Copy out exactly the lines below that run from the one holding "did not answer" to the one holding "the file at", keeping both of those lines and no others.

..............................

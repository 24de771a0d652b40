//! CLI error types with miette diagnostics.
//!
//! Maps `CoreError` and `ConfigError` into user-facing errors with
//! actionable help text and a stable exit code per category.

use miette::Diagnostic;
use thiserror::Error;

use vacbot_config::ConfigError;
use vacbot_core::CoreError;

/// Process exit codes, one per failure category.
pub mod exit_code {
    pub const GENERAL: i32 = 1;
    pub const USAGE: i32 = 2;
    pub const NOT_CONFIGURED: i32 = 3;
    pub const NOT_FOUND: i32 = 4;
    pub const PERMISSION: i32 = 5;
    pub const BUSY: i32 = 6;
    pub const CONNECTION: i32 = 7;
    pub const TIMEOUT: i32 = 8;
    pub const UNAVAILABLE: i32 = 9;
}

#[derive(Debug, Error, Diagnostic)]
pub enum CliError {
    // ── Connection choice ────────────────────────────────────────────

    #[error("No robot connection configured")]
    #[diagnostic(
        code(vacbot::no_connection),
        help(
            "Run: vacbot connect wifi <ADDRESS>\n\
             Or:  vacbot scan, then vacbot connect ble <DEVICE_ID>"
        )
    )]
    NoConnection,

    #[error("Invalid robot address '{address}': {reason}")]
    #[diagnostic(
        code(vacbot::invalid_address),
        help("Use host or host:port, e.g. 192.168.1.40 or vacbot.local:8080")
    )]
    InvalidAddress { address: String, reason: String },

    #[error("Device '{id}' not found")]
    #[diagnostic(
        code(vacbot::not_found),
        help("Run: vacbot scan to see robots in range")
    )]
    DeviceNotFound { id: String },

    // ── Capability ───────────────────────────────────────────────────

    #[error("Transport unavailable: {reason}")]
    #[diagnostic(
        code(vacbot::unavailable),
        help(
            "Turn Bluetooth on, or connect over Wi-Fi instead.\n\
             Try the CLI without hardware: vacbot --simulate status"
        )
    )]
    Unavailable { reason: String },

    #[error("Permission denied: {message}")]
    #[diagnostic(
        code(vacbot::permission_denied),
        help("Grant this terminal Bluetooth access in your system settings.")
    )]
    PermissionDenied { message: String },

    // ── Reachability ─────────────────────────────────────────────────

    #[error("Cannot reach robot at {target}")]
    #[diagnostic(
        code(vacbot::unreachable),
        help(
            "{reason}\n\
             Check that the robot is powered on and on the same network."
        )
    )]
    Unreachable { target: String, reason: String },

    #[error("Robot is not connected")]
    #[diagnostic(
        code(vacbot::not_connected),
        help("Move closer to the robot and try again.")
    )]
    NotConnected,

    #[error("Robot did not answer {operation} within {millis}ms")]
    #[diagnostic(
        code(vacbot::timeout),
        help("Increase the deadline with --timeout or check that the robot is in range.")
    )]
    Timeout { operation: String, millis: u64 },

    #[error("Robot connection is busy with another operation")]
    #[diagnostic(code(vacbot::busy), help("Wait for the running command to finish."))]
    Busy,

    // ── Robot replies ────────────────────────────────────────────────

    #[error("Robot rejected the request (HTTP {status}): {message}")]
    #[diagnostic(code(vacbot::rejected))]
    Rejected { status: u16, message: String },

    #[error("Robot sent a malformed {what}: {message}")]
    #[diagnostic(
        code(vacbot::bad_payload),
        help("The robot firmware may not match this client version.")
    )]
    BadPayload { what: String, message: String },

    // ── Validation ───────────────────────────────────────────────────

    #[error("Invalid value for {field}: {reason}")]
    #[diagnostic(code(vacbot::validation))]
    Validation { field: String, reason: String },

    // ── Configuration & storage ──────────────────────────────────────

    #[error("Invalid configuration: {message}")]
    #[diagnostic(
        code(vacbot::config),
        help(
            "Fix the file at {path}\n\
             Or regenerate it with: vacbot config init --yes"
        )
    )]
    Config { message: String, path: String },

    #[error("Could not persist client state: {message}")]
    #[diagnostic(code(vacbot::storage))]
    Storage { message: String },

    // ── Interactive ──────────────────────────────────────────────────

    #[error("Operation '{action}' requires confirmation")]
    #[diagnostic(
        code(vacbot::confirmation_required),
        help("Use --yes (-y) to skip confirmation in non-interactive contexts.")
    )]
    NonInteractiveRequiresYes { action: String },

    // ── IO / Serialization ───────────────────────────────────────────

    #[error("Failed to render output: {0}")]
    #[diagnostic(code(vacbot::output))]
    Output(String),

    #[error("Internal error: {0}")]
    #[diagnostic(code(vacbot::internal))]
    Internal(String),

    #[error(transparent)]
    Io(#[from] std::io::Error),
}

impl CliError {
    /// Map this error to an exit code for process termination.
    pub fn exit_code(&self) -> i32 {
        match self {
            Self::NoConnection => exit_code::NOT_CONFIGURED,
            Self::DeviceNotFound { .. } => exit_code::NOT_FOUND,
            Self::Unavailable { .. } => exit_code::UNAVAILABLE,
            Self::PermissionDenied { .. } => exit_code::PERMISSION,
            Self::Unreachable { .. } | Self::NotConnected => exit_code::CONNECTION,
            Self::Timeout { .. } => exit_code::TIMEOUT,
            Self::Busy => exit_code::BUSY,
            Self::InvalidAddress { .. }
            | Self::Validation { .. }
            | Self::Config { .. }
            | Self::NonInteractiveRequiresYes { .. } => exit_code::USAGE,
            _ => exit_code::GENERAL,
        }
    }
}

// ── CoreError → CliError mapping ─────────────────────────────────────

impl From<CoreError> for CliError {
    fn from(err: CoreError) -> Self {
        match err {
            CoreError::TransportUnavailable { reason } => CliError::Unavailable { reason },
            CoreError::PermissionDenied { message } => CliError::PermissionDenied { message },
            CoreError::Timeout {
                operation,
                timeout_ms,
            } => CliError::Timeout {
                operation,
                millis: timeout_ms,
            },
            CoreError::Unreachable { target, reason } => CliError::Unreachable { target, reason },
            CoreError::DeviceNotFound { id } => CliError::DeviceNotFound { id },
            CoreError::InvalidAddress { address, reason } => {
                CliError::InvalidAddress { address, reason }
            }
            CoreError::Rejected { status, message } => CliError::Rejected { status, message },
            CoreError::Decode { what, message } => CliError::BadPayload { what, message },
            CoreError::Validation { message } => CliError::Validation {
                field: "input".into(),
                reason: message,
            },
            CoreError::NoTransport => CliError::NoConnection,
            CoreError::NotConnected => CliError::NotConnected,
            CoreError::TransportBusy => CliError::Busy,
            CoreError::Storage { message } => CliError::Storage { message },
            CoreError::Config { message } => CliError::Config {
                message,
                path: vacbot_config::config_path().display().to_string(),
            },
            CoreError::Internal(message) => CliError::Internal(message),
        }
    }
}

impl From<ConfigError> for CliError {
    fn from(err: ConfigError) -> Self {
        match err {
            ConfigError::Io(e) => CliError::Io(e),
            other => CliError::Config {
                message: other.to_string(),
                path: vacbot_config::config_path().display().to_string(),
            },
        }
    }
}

..............................

SOLUTION FOR THIS PROBLEM »
    #[error("Robot did not answer {operation} within {millis}ms")]
    #[diagnostic(
        code(vacbot::timeout),
        help("Increase the deadline with --timeout or check that the robot is in range.")
    )]
    Timeout { operation: String, millis: u64 },

    #[error("Robot connection is busy with another operation")]
    #[diagnostic(code(vacbot::busy), help("Wait for the running command to finish."))]
    Busy,

    // ── Robot replies ────────────────────────────────────────────────

    #[error("Robot rejected the request (HTTP {status}): {message}")]
    #[diagnostic(code(vacbot::rejected))]
    Rejected { status: u16, message: String },

    #[error("Robot sent a malformed {what}: {message}")]
    #[diagnostic(
        code(vacbot::bad_payload),
        help("The robot firmware may not match this client version.")
    )]
    BadPayload { what: String, message: String },

    // ── Validation ───────────────────────────────────────────────────

    #[error("Invalid value for {field}: {reason}")]
    #[diagnostic(code(vacbot::validation))]
    Validation { field: String, reason: String },

    // ── Configuration & storage ──────────────────────────────────────

    #[error("Invalid configuration: {message}")]
    #[diagnostic(
        code(vacbot::config),
        help(
            "Fix the file at {path}\n\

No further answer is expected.